La narration de la vérité se poursuivra à un rythme soutenu plus tard cette année, lorsque McQueen dévoilera son court métrage non narratif sur l’incendie de la tour Grenfell, qui a fait 72 morts le 14 juin 2017. La date et le lieu n’ont pas encore été décidés et le film est encore en cours de montage, il est donc réticent à en parler en détail, mais lorsqu’on le presse, il admet : « Cela a été difficile, vraiment difficile à bien des égards. Jusqu’à l’âge de six ans, j’ai vécu à moins d’un kilomètre de là et, même après que nous ayons déménagé à Ealing, j’y retournais pour traîner à Ladbroke Grove parce que c’est là que tous ceux que je connaissais traînaient. Donc, y retourner en cette circonstance était lourd, très lourd. »
Auto-financé par McQueen, le projet Grenfell n’est pas une œuvre commerciale et ne sera jamais diffusé ou montré à la télévision, au lieu d’être éventuellement hébergé dans un espace londonien à entrée gratuite afin qu’il soit accessible à tous. Il la décrit comme « une œuvre d’art qui vise à maintenir la tragédie dans la conscience collective ».

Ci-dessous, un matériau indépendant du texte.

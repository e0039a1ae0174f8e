use crate::SessionId;
use chrono::{DateTime, Utc};
use serde::{Deserialize, Serialize};
use uuid::Uuid;

/// Kinds of audit events appended during a turn.
#[derive(Serialize, Deserialize, Debug, Clone, Copy, PartialEq, Eq, Hash)]
#[serde(rename_all = "snake_case")]
pub enum EventKind {
    ConsentChange,
    RiskAssessed,
    ToolCalled,
    PlanCreated,
    CaseCreated,
    CaseAssigned,
    RateLimited,
    CacheHit,
    CacheMiss,
    ExternalDegraded,
    TurnTimeout,
    InputInvalid,
    InternalError,
}

/// Drop priority under buffer backpressure. Low-priority events are evicted
/// before anything else; safety-relevant kinds are kept as long as possible.
#[derive(Debug, Clone, Copy, PartialEq, Eq, PartialOrd, Ord)]
pub enum EventPriority {
    Low,
    Normal,
    High,
}

impl EventKind {
    pub fn priority(self) -> EventPriority {
        match self {
            EventKind::CacheHit | EventKind::CacheMiss => EventPriority::Low,
            EventKind::ToolCalled | EventKind::RateLimited | EventKind::InputInvalid => {
                EventPriority::Normal
            }
            EventKind::ConsentChange
            | EventKind::RiskAssessed
            | EventKind::PlanCreated
            | EventKind::CaseCreated
            | EventKind::CaseAssigned
            | EventKind::ExternalDegraded
            | EventKind::TurnTimeout
            | EventKind::InternalError => EventPriority::High,
        }
    }

    pub fn as_str(self) -> &'static str {
        match self {
            EventKind::ConsentChange => "consent_change",
            EventKind::RiskAssessed => "risk_assessed",
            EventKind::ToolCalled => "tool_called",
            EventKind::PlanCreated => "plan_created",
            EventKind::CaseCreated => "case_created",
            EventKind::CaseAssigned => "case_assigned",
            EventKind::RateLimited => "rate_limited",
            EventKind::CacheHit => "cache_hit",
            EventKind::CacheMiss => "cache_miss",
            EventKind::ExternalDegraded => "external_degraded",
            EventKind::TurnTimeout => "turn_timeout",
            EventKind::InputInvalid => "input_invalid",
            EventKind::InternalError => "internal_error",
        }
    }
}

/// One append-only audit record. The payload must already be redacted; the
/// sink never sees raw text.
#[derive(Serialize, Deserialize, Debug, Clone)]
pub struct EventRecord {
    pub event_id: Uuid,
    pub kind: EventKind,
    pub session_id: Option<SessionId>,
    pub user_hash: Option<String>,
    pub payload: serde_json::Value,
    pub created_at: DateTime<Utc>,
    /// Monotonic tiebreaker so events within one turn have a total order even
    /// when wall-clock timestamps collide.
    pub seq: u64,
}

impl EventRecord {
    pub fn new(kind: EventKind, payload: serde_json::Value) -> Self {
        Self {
            event_id: Uuid::new_v4(),
            kind,
            session_id: None,
            user_hash: None,
            payload,
            created_at: Utc::now(),
            seq: 0,
        }
    }

    pub fn for_session(mut self, session_id: impl Into<SessionId>) -> Self {
        self.session_id = Some(session_id.into());
        self
    }

    pub fn for_user_hash(mut self, user_hash: impl Into<String>) -> Self {
        self.user_hash = Some(user_hash.into());
        self
    }
}

/// Counters exposed through the transport's health endpoint.
#[derive(Serialize, Deserialize, Debug, Clone, Copy, Default)]
pub struct EventSinkHealth {
    pub buffered: u64,
    pub flushed: u64,
    pub dropped_low: u64,
    pub dropped_high: u64,
    pub flush_failures: u64,
}

#[cfg(test)]
mod tests {
    use super::*;
    use serde_json::json;

    #[test]
    fn cache_events_are_lowest_priority() {
        assert_eq!(EventKind::CacheHit.priority(), EventPriority::Low);
        assert_eq!(EventKind::CacheMiss.priority(), EventPriority::Low);
        assert!(EventKind::RiskAssessed.priority() > EventKind::CacheHit.priority());
        assert!(EventKind::ToolCalled.priority() > EventKind::CacheMiss.priority());
    }

    #[test]
    fn builder_attaches_session_and_user_hash() {
        let ev = EventRecord::new(EventKind::CaseCreated, json!({"severity": "high"}))
            .for_session("sess-9")
            .for_user_hash("ab12cd34ef56ab78");
        assert_eq!(ev.session_id.as_deref(), Some("sess-9"));
        assert_eq!(ev.user_hash.as_deref(), Some("ab12cd34ef56ab78"));
        assert_eq!(ev.kind, EventKind::CaseCreated);
    }

    #[test]
    fn kind_strings_are_snake_case() {
        assert_eq!(EventKind::RateLimited.as_str(), "rate_limited");
        let parsed: EventKind = serde_json::from_str("\"turn_timeout\"").unwrap();
        assert_eq!(parsed, EventKind::TurnTimeout);
    }
}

A condition qu’elle ne soit pas montrée pendant deux ans, McQueen a obtenu la permission de la communauté locale de filmer la coquille calcinée de la tour Grenfell depuis un hélicoptère, avant qu’elle ne soit recouverte d’une bâche en plastique. « C’était très brut, mais aussi très nécessaire », dit-il. « Il ne s’agissait pas de recevoir une commande, mais d’obtenir la permission. Au départ, c’était la permission de parler aux gens là-bas, de leur dire qui je suis et d’où je viens – en fait, je travaillais sur un stand à Ladbroke Grove, sous le Westway, pour vendre des vêtements d’occasion. Il s’agissait essentiellement de gagner leur confiance. »
Il s’arrête un long moment. « Ce bâtiment était comme un crâne après l’incendie », dit-il enfin. « Ensuite, dès qu’ils l’ont couvert, c’était presque comme s’ils disaient que ça n’était jamais arrivé. Donc, peu importe que certaines personnes ne veuillent pas s’occuper de ce qui s’est passé là-bas, je dis, non, non. N’oublions pas. »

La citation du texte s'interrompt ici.